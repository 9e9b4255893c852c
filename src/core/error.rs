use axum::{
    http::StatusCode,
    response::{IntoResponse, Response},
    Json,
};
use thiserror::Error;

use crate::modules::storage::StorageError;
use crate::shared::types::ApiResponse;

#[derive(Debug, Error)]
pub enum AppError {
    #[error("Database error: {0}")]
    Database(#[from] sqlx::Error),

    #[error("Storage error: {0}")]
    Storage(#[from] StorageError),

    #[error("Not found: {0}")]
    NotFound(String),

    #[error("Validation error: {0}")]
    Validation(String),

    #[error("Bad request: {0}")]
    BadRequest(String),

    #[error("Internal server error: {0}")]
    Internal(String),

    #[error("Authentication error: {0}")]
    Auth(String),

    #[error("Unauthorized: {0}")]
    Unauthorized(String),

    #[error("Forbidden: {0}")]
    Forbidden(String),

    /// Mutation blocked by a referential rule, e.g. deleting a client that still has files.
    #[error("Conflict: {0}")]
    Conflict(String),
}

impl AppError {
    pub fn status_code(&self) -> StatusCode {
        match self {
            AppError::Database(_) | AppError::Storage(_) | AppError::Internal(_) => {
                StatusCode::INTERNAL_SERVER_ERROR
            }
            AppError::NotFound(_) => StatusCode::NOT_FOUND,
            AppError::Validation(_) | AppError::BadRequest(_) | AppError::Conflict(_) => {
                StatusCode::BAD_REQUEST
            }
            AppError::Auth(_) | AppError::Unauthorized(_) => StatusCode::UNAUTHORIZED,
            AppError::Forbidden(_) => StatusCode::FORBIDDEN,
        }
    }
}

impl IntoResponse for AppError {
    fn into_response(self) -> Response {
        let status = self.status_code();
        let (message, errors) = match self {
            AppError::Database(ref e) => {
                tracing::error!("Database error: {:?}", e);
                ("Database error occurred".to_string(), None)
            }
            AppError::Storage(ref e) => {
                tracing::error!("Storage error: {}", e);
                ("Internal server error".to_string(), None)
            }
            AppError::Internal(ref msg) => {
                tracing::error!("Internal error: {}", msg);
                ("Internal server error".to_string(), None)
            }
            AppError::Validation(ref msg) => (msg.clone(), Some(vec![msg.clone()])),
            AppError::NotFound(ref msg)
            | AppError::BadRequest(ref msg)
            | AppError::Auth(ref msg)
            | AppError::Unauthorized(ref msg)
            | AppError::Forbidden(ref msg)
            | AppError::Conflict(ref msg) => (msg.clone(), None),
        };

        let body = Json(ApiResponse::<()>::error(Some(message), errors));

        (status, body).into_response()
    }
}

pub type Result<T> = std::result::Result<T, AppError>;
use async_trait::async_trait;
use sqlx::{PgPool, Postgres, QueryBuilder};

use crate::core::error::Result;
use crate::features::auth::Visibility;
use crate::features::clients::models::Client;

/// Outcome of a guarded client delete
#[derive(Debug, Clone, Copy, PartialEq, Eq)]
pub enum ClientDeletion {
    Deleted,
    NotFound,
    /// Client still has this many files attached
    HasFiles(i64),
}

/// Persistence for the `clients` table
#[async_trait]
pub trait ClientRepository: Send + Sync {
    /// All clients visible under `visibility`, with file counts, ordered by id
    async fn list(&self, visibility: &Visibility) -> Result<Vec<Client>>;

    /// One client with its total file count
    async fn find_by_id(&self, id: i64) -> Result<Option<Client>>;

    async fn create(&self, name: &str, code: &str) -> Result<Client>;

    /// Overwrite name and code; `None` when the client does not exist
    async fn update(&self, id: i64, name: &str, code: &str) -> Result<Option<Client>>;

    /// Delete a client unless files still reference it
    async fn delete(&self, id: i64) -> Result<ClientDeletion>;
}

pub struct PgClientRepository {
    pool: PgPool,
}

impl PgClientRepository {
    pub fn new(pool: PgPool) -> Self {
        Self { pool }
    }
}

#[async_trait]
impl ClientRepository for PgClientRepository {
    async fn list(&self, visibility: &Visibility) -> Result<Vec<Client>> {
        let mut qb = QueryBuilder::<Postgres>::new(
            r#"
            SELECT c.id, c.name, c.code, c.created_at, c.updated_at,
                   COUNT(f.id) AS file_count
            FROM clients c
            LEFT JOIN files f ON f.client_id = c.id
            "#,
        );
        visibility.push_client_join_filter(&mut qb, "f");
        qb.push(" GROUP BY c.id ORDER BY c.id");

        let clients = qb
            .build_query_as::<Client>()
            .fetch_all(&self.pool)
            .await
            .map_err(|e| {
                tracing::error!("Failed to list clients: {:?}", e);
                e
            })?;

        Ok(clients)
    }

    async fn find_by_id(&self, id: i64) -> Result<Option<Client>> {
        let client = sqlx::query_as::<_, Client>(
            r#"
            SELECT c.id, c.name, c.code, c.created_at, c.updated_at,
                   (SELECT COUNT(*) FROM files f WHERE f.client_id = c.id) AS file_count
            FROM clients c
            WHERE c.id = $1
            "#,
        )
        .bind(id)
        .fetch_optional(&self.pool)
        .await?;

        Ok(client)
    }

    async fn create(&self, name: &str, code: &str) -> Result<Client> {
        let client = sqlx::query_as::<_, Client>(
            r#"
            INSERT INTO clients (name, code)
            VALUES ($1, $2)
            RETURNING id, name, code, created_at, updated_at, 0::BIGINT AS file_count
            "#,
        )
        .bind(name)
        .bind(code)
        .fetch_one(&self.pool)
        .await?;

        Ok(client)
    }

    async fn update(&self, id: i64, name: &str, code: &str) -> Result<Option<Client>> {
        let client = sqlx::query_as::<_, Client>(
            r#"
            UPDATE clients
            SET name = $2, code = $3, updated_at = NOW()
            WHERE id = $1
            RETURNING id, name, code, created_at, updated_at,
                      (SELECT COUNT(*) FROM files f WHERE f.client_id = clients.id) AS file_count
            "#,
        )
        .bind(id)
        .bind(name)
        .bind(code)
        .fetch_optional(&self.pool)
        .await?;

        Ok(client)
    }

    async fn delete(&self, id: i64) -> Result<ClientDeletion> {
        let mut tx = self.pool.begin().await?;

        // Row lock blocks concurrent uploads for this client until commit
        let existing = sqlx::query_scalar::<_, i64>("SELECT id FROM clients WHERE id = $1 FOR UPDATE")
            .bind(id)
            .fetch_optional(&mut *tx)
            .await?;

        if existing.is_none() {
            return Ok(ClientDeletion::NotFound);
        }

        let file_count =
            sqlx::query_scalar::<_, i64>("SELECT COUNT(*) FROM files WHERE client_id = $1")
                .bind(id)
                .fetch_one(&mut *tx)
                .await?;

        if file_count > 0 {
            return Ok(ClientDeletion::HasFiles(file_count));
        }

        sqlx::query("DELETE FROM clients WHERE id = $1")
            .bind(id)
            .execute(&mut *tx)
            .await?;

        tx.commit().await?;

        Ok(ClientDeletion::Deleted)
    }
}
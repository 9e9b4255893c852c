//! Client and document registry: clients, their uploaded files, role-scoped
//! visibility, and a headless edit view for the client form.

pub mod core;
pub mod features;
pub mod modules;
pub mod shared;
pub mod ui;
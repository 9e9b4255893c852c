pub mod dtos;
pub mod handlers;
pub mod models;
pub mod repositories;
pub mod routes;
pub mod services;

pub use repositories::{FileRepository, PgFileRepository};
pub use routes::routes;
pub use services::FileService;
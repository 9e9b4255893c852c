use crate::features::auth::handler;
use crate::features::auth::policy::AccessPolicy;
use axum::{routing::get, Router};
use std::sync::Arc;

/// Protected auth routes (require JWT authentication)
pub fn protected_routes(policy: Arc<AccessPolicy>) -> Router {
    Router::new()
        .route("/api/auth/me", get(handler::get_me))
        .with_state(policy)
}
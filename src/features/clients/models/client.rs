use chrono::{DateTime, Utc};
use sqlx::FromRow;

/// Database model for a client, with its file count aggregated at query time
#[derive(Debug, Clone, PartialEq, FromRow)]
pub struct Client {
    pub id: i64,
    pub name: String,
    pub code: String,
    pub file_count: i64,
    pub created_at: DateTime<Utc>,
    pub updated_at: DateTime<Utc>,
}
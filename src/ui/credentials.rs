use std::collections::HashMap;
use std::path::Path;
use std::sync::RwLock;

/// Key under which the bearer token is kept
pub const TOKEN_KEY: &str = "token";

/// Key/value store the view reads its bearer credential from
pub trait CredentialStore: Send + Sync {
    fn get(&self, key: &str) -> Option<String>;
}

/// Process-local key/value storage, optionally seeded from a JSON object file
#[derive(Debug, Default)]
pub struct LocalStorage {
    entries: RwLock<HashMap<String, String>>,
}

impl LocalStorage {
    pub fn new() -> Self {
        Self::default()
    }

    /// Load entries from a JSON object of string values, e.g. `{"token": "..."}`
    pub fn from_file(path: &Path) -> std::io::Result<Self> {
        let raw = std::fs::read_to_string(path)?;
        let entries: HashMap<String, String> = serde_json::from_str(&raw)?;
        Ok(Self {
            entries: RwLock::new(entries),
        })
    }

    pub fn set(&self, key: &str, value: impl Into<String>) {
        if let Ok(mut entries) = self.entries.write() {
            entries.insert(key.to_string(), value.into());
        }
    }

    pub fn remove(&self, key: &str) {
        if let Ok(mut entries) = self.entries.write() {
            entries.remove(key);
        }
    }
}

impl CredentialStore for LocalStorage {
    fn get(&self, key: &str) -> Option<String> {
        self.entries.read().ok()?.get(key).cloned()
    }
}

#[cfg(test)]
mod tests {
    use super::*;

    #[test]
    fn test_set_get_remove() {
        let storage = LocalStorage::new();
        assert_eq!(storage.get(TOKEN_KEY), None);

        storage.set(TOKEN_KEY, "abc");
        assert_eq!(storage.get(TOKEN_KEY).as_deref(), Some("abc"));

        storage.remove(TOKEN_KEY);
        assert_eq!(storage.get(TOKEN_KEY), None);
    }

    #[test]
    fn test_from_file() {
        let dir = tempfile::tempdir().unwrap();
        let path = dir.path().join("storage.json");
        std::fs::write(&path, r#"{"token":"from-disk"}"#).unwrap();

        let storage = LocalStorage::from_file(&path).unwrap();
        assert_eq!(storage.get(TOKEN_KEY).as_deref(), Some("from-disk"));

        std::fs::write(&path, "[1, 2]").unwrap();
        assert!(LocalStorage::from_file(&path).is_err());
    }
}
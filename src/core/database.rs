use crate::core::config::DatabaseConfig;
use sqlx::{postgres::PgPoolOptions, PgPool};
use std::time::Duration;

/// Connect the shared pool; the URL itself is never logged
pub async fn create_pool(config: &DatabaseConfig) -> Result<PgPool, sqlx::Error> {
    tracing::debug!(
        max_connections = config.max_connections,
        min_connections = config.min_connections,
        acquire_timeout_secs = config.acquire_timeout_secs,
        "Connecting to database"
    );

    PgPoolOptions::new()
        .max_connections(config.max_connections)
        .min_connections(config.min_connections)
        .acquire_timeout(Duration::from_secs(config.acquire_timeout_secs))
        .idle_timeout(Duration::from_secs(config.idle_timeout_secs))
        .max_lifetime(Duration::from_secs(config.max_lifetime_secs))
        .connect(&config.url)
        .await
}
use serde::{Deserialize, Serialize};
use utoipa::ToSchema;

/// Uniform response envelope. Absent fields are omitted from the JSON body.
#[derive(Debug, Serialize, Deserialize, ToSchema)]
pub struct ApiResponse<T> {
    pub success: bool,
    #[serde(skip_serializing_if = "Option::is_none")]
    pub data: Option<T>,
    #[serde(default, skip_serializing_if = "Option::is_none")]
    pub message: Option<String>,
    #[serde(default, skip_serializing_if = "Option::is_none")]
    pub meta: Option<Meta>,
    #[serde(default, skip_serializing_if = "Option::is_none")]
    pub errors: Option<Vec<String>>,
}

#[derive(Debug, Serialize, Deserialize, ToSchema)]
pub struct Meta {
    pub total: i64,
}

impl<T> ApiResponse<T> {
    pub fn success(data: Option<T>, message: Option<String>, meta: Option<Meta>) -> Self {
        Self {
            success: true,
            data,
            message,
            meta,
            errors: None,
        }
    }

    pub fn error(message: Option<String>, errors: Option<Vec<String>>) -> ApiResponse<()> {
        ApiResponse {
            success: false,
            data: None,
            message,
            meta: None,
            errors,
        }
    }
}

YOUR ASSIGNMENT: Read through the entries and copy each line in which "view" appears.

WRITTEN ANSWER:
//! visibility, and a headless edit view for the client form.
/// Key/value store the view reads its bearer credential from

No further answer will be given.